I mean are they bragging or are they just stating a fact in a conversation!?

I definitely know some who have bragged while teasing others for being in their 20s and not driving yet. Not sure why there’s such insistence to tell me the people I know are just stating facts.

OP posts:
SleeplessInWherever · 18/03/2026 10:31

Ruddeo · 18/03/2026 10:22

I definitely know some who have bragged while teasing others for being in their 20s and not driving yet. Not sure why there’s such insistence to tell me the people I know are just stating facts.

I’m beginning to wonder why you know so many awful people.

Justonemorecoffeeplease · 18/03/2026 10:32

Full time nursery for my two.
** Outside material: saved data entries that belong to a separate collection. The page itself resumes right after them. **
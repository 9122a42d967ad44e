//! Purpose: Shared data-directory and table-name path resolution helpers.
//! Exports: `DEFAULT_DATA_DIR`, `check_table_name`, and `resolve_table_path`.
//! Role: Keep CLI, service, and HTTP path semantics aligned from one source.
//! Invariants: Default data directory remains `data` relative to the working directory.
//! Invariants: Table names never escape the data directory.

use std::path::{Path, PathBuf};

pub const DEFAULT_DATA_DIR: &str = "data";

#[derive(Copy, Clone, Debug, Eq, PartialEq)]
pub(crate) enum TableNameResolveError {
    Empty,
    ContainsPathSeparator,
    ParentReference,
}

impl TableNameResolveError {
    pub(crate) fn message(self) -> &'static str {
        match self {
            TableNameResolveError::Empty => "table name must not be empty",
            TableNameResolveError::ContainsPathSeparator => {
                "table name must not contain path separators"
            }
            TableNameResolveError::ParentReference => "table name must not contain '..'",
        }
    }
}

pub(crate) fn check_table_name(name: &str) -> Result<(), TableNameResolveError> {
    if name.is_empty() {
        return Err(TableNameResolveError::Empty);
    }
    if name.chars().any(|ch| ch == '/' || ch == '\\') {
        return Err(TableNameResolveError::ContainsPathSeparator);
    }
    if name.contains("..") {
        return Err(TableNameResolveError::ParentReference);
    }
    Ok(())
}

pub(crate) fn resolve_table_path(
    name: &str,
    data_dir: &Path,
) -> Result<PathBuf, TableNameResolveError> {
    check_table_name(name)?;
    Ok(data_dir.join(format!("{name}.csv")))
}
//! Purpose: Provide the HTTP/JSON server exposing CSV tables.
//! Exports: `ServeConfig`, `serve`, `router`.
//! Role: Axum-based read-only server; one `GET /<table>` route per exposed table.
//! Invariants: Error envelopes share `table_json::error_json`; kinds remain stable.
//! Invariants: Unexposed tables are 404; load, parse, and validation failures are 500.
//! Invariants: Path table names are matched exactly against the exposed set.
//! Notes: CSV reads are blocking and run on the blocking pool; nothing is cached.

use axum::extract::rejection::QueryRejection;
use axum::extract::{Path as AxumPath, Query, State};
use axum::http::StatusCode;
use axum::response::{IntoResponse, Response};
use axum::routing::get;
use axum::{Json, Router};
use serde::Deserialize;
use serde_json::json;
use std::future::IntoFuture;
use std::net::SocketAddr;
use std::path::PathBuf;
use std::sync::Arc;
use tokio::time::Duration;
use tower_http::trace::TraceLayer;
use tracing_subscriber::EnvFilter;

use csvserve::api::{
    Error, ErrorKind, ExposedTables, PageRequest, TableService, ValidationMode, paginate,
};

use crate::table_json::{error_json, schema_json, tables_json};

#[derive(Clone, Debug)]
pub struct ServeConfig {
    pub bind: SocketAddr,
    pub data_dir: PathBuf,
    pub exposed: ExposedTables,
    pub validation: ValidationMode,
}

#[derive(Clone)]
struct AppState {
    service: TableService,
}

pub async fn serve(config: ServeConfig) -> Result<(), Error> {
    init_tracing();

    let service = TableService::new(config.data_dir.clone(), config.exposed.clone())
        .with_validation(config.validation);
    if !config.data_dir.is_dir() {
        tracing::warn!(data_dir = %config.data_dir.display(), "data directory does not exist");
    }
    let app = router(service);

    let listener = tokio::net::TcpListener::bind(config.bind)
        .await
        .map_err(|err| {
            Error::new(ErrorKind::Io)
                .with_message("failed to bind server")
                .with_source(err)
        })?;
    tracing::info!(
        bind = %config.bind,
        data_dir = %config.data_dir.display(),
        tables = %config.exposed.names().join(","),
        "serving tables"
    );

    let (shutdown_tx, shutdown_rx) = tokio::sync::oneshot::channel::<()>();
    let server = axum::serve(listener, app)
        .with_graceful_shutdown(async {
            let _ = shutdown_rx.await;
        })
        .into_future();
    tokio::pin!(server);

    tokio::select! {
        result = &mut server => {
            result.map_err(|err| {
                Error::new(ErrorKind::Io)
                    .with_message("server failed")
                    .with_source(err)
            })?;
        }
        _ = shutdown_signal() => {
            tracing::info!("shutting down");
            let _ = shutdown_tx.send(());
            match tokio::time::timeout(Duration::from_secs(10), &mut server).await {
                Ok(result) => result.map_err(|err| {
                    Error::new(ErrorKind::Io)
                        .with_message("server failed")
                        .with_source(err)
                })?,
                Err(_) => {
                    return Err(Error::new(ErrorKind::Io).with_message("server shutdown timed out"));
                }
            }
        }
    };
    Ok(())
}

pub fn router(service: TableService) -> Router {
    let state = Arc::new(AppState { service });
    Router::new()
        .route("/health", get(health))
        .route("/api/tables", get(list_tables))
        .route("/api/schema/:table", get(table_schema))
        .route("/api/:table", get(query_table))
        .route("/:table", get(get_table))
        .layer(TraceLayer::new_for_http())
        .with_state(state)
}

fn init_tracing() {
    let env_filter = EnvFilter::try_from_default_env().unwrap_or_else(|_| EnvFilter::new("info"));
    let _ = tracing_subscriber::fmt()
        .with_env_filter(env_filter)
        .with_target(false)
        .try_init();
}

async fn shutdown_signal() {
    let ctrl_c = async {
        let _ = tokio::signal::ctrl_c().await;
    };
    #[cfg(unix)]
    let terminate = async {
        let mut signal = tokio::signal::unix::signal(tokio::signal::unix::SignalKind::terminate())
            .expect("install SIGTERM handler");
        signal.recv().await;
    };
    #[cfg(unix)]
    tokio::select! {
        _ = ctrl_c => {}
        _ = terminate => {}
    }
    #[cfg(not(unix))]
    ctrl_c.await;
}

#[derive(Debug, Deserialize)]
struct PageQuery {
    offset: Option<usize>,
    limit: Option<usize>,
    start_date: Option<String>,
    end_date: Option<String>,
}

async fn health(State(state): State<Arc<AppState>>) -> Response {
    Json(json!({
        "status": "ok",
        "data_dir": state.service.data_dir().display().to_string(),
    }))
    .into_response()
}

async fn list_tables(State(state): State<Arc<AppState>>) -> Response {
    let service = state.service.clone();
    match run_blocking(move || service.list_tables()).await {
        Ok(tables) => {
            Json(tables_json(&tables, state.service.exposed().names())).into_response()
        }
        Err(err) => error_response(err),
    }
}

async fn table_schema(
    State(state): State<Arc<AppState>>,
    AxumPath(table): AxumPath<String>,
) -> Response {
    let service = state.service.clone();
    match run_blocking(move || service.describe(&table)).await {
        Ok(description) => Json(schema_json(&description)).into_response(),
        Err(err) => error_response(err),
    }
}

async fn get_table(
    State(state): State<Arc<AppState>>,
    AxumPath(table): AxumPath<String>,
) -> Response {
    let service = state.service.clone();
    let name = table.clone();
    match run_blocking(move || service.records(&name)).await {
        Ok(records) => {
            tracing::info!(table = %table, returned = records.len(), "serving table");
            Json(records).into_response()
        }
        Err(err) => error_response(err),
    }
}

async fn query_table(
    State(state): State<Arc<AppState>>,
    AxumPath(table): AxumPath<String>,
    query: Result<Query<PageQuery>, QueryRejection>,
) -> Response {
    let Query(query) = match query {
        Ok(query) => query,
        Err(rejection) => {
            return error_response(
                Error::new(ErrorKind::Usage)
                    .with_message(rejection.body_text())
                    .with_hint("offset and limit must be non-negative integers."),
            );
        }
    };
    let request = PageRequest {
        offset: query.offset.unwrap_or(0),
        limit: query.limit,
        start_date: query.start_date,
        end_date: query.end_date,
    };
    if let Err(err) = request.limit() {
        return error_response(err);
    }

    let service = state.service.clone();
    let result = run_blocking(move || {
        let records = service.records(&table)?;
        paginate(&table, records, &request)
    })
    .await;
    match result {
        Ok(page) => {
            tracing::info!(
                table = %page.table,
                offset = page.offset,
                limit = page.limit,
                returned = page.returned,
                "serving page"
            );
            Json(page).into_response()
        }
        Err(err) => error_response(err),
    }
}

async fn run_blocking<T, F>(task: F) -> Result<T, Error>
where
    F: FnOnce() -> Result<T, Error> + Send + 'static,
    T: Send + 'static,
{
    tokio::task::spawn_blocking(task).await.map_err(|err| {
        Error::new(ErrorKind::Internal)
            .with_message("table task failed")
            .with_source(err)
    })?
}

fn error_response(err: Error) -> Response {
    let status = match err.kind() {
        ErrorKind::NotExposed => StatusCode::NOT_FOUND,
        ErrorKind::Usage => StatusCode::BAD_REQUEST,
        ErrorKind::FileNotFound
        | ErrorKind::Parse
        | ErrorKind::Validation
        | ErrorKind::Io
        | ErrorKind::Internal => StatusCode::INTERNAL_SERVER_ERROR,
    };
    if status.is_server_error() {
        tracing::warn!(error = %err, "request failed");
    }
    (status, Json(error_json(&err))).into_response()
}

#[cfg(test)]
mod tests {
    use super::router;
    use axum::body::Body;
    use axum::http::{Request, StatusCode};
    use csvserve::api::{ExposedTables, TableService};
    use serde_json::{Value, json};
    use tower::ServiceExt;

    fn service(dir: &tempfile::TempDir) -> TableService {
        let exposed = ExposedTables::parse("payments,fuel_purchases").expect("tables");
        TableService::new(dir.path(), exposed)
    }

    async fn get(service: TableService, uri: &str) -> (StatusCode, Value) {
        let request = Request::builder()
            .uri(uri)
            .body(Body::empty())
            .expect("request");
        let response = router(service).oneshot(request).await.expect("response");
        let status = response.status();
        let body = axum::body::to_bytes(response.into_body(), usize::MAX)
            .await
            .expect("body");
        (status, serde_json::from_slice(&body).expect("json body"))
    }

    #[tokio::test]
    async fn table_route_returns_all_rows() {
        let dir = tempfile::tempdir().expect("tempdir");
        std::fs::write(dir.path().join("payments.csv"), "id,amount\n1,42.5\n2,3\n")
            .expect("write");
        let (status, body) = get(service(&dir), "/payments").await;
        assert_eq!(status, StatusCode::OK);
        assert_eq!(
            body,
            json!([{"id": "1", "amount": "42.5"}, {"id": "2", "amount": "3"}])
        );
    }

    #[tokio::test]
    async fn declared_schema_coerces_values() {
        let dir = tempfile::tempdir().expect("tempdir");
        std::fs::write(
            dir.path().join("fuel_purchases.csv"),
            "fuel_purchase_id,gallons,purchase_date\nf1,12.5,2024-05-01 07:15:00\n",
        )
        .expect("write");
        let (status, body) = get(service(&dir), "/fuel_purchases").await;
        assert_eq!(status, StatusCode::OK);
        assert_eq!(
            body,
            json!([{"fuel_purchase_id": "f1", "gallons": 12.5, "purchase_date": "2024-05-01T07:15:00"}])
        );
    }

    #[tokio::test]
    async fn unexposed_table_is_404() {
        let dir = tempfile::tempdir().expect("tempdir");
        std::fs::write(dir.path().join("secret.csv"), "a\n1\n").expect("write");
        let (status, body) = get(service(&dir), "/secret").await;
        assert_eq!(status, StatusCode::NOT_FOUND);
        assert_eq!(body["error"]["kind"], "NotExposed");
    }

    #[tokio::test]
    async fn padded_table_name_is_404_on_both_routes() {
        let dir = tempfile::tempdir().expect("tempdir");
        std::fs::write(dir.path().join("payments.csv"), "id\n1\n").expect("write");
        for uri in ["/%20payments", "/api/%20payments", "/payments%20"] {
            let (status, body) = get(service(&dir), uri).await;
            assert_eq!(status, StatusCode::NOT_FOUND, "{uri}");
            assert_eq!(body["error"]["kind"], "NotExposed", "{uri}");
        }
    }

    #[tokio::test]
    async fn missing_file_is_500() {
        let dir = tempfile::tempdir().expect("tempdir");
        let (status, body) = get(service(&dir), "/payments").await;
        assert_eq!(status, StatusCode::INTERNAL_SERVER_ERROR);
        assert_eq!(body["error"]["kind"], "FileNotFound");
    }

    #[tokio::test]
    async fn short_row_is_500_parse_error() {
        let dir = tempfile::tempdir().expect("tempdir");
        std::fs::write(dir.path().join("payments.csv"), "id,amount\n1\n").expect("write");
        let (status, body) = get(service(&dir), "/payments").await;
        assert_eq!(status, StatusCode::INTERNAL_SERVER_ERROR);
        assert_eq!(body["error"]["kind"], "ParseError");
        assert_eq!(body["error"]["row"], 1);
    }

    #[tokio::test]
    async fn validation_failure_is_500() {
        let dir = tempfile::tempdir().expect("tempdir");
        std::fs::write(
            dir.path().join("fuel_purchases.csv"),
            "fuel_purchase_id,gallons\nf1,lots\n",
        )
        .expect("write");
        let (status, body) = get(service(&dir), "/fuel_purchases").await;
        assert_eq!(status, StatusCode::INTERNAL_SERVER_ERROR);
        assert_eq!(body["error"]["kind"], "ValidationError");
        assert_eq!(body["error"]["field"], "gallons");
    }

    #[tokio::test]
    async fn health_and_listing() {
        let dir = tempfile::tempdir().expect("tempdir");
        std::fs::write(dir.path().join("payments.csv"), "id\n1\n").expect("write");
        std::fs::write(dir.path().join("other.csv"), "id\n1\n").expect("write");

        let (status, body) = get(service(&dir), "/health").await;
        assert_eq!(status, StatusCode::OK);
        assert_eq!(body["status"], "ok");

        let (status, body) = get(service(&dir), "/api/tables").await;
        assert_eq!(status, StatusCode::OK);
        assert_eq!(body["tables"], json!(["other", "payments"]));
        assert_eq!(body["exposed"], json!(["payments", "fuel_purchases"]));
    }

    #[tokio::test]
    async fn schema_route_reports_types() {
        let dir = tempfile::tempdir().expect("tempdir");
        std::fs::write(
            dir.path().join("fuel_purchases.csv"),
            "fuel_purchase_id,gallons\nf1,1\n",
        )
        .expect("write");
        let (status, body) = get(service(&dir), "/api/schema/fuel_purchases").await;
        assert_eq!(status, StatusCode::OK);
        assert_eq!(body["schema"], json!({"fuel_purchase_id": "string", "gallons": "float"}));

        let (status, _) = get(service(&dir), "/api/schema/secret").await;
        assert_eq!(status, StatusCode::NOT_FOUND);
    }

    #[tokio::test]
    async fn paged_route_returns_envelope() {
        let dir = tempfile::tempdir().expect("tempdir");
        std::fs::write(dir.path().join("payments.csv"), "id\n1\n2\n3\n").expect("write");
        let (status, body) = get(service(&dir), "/api/payments?offset=1&limit=1").await;
        assert_eq!(status, StatusCode::OK);
        assert_eq!(body["returned"], 1);
        assert_eq!(body["total_available"], 3);
        assert_eq!(body["has_more"], true);
        assert_eq!(body["data"], json!([{"id": "2"}]));
    }

    #[tokio::test]
    async fn paged_route_rejects_bad_limits() {
        let dir = tempfile::tempdir().expect("tempdir");
        std::fs::write(dir.path().join("payments.csv"), "id\n1\n").expect("write");
        let (status, body) = get(service(&dir), "/api/payments?limit=0").await;
        assert_eq!(status, StatusCode::BAD_REQUEST);
        assert_eq!(body["error"]["kind"], "Usage");

        let (status, _) = get(service(&dir), "/api/payments?offset=-1").await;
        assert_eq!(status, StatusCode::BAD_REQUEST);
    }
}
//! Purpose: Shared JSON serializers for CLI and HTTP serving paths.
//! Exports: `error_json`, `schema_json`, `tables_json`, `check_json`.
//! Role: Keep error and table metadata envelope shapes consistent across entry points.
//! Invariants: Stable key names/order; optional keys are omitted rather than null.

use csvserve::api::{Error, TableDescription};
use serde_json::{Map, Value, json};

pub(crate) fn error_json(err: &Error) -> Value {
    let mut inner = Map::new();
    inner.insert("kind".to_string(), json!(err.kind().as_str()));
    inner.insert("message".to_string(), json!(err.message().unwrap_or("error")));
    if let Some(hint) = err.hint() {
        inner.insert("hint".to_string(), json!(hint));
    }
    if let Some(table) = err.table() {
        inner.insert("table".to_string(), json!(table));
    }
    if let Some(path) = err.path() {
        inner.insert("path".to_string(), json!(path.display().to_string()));
    }
    if let Some(row) = err.row() {
        inner.insert("row".to_string(), json!(row));
    }
    if let Some(field) = err.field() {
        inner.insert("field".to_string(), json!(field));
    }

    let mut outer = Map::new();
    outer.insert("error".to_string(), Value::Object(inner));
    Value::Object(outer)
}

pub(crate) fn schema_json(description: &TableDescription) -> Value {
    let columns: Vec<&str> = description
        .columns
        .iter()
        .map(|(name, _)| name.as_str())
        .collect();
    let mut schema = Map::new();
    for (name, field_type) in &description.columns {
        schema.insert(name.clone(), json!(field_type.as_str()));
    }
    json!({
        "table": description.table,
        "columns": columns,
        "schema": schema,
    })
}

pub(crate) fn tables_json(tables: &[String], exposed: &[String]) -> Value {
    json!({ "tables": tables, "exposed": exposed })
}

/// One entry of a `check` report: row count on success, error envelope otherwise.
pub(crate) fn check_json(table: &str, result: &Result<usize, Error>) -> Value {
    match result {
        Ok(rows) => json!({ "table": table, "ok": true, "rows": rows }),
        Err(err) => {
            let mut map = Map::new();
            map.insert("table".to_string(), json!(table));
            map.insert("ok".to_string(), json!(false));
            if let Value::Object(error) = error_json(err) {
                map.extend(error);
            }
            Value::Object(map)
        }
    }
}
Nearest grandparents over two hours away. Only twice in their childhood did a grandparent have them on their own for one night!

I literally used to weep driving to work when I calculated nursery fees/ car costs and my actual take home pay. That was my decision though and I hope I didn't 'brag'.

rainingsnoring · 18/03/2026 10:32

JaneFondue · 18/03/2026 10:20

So many problems on MN would be solved by simply getting better friends.

Totally agree! I've never encountered this issue at all.

HotBaths · 18/03/2026 10:33

Ruddeo · 18/03/2026 10:22

I definitely know some who have bragged while teasing others for being in their 20s and not driving yet. Not sure why there’s such insistence to tell me the people I know are just stating facts.

You must know a lot of incredibly dense and limited people, if their conversation consists, as you suggest, of telling you they work full-time and can drive, in between calling you 'a lazy piece of shit'. I mean, it's hardly the Algonquin Round Table, is it?

Thechaseison71 · 18/03/2026 10:36

Nevermind17 · 17/03/2026 23:26

I’ve never actually heard someone bragging about driving, just like I’ve never actually heard someone bragging about working full time. Those are really strange things to brag about.

It’s something you see a lot on here. Not so much bragging but expressing horror that people can’t drive by their twenties. They don’t countenance that some people (lots actually) have parents who couldn’t afford to pay for driving lessons.

Not everyone has parents paying for driving lessons Neither my brothers or I did. Nor the greatest majority of our friends That's what jobs were to pay for.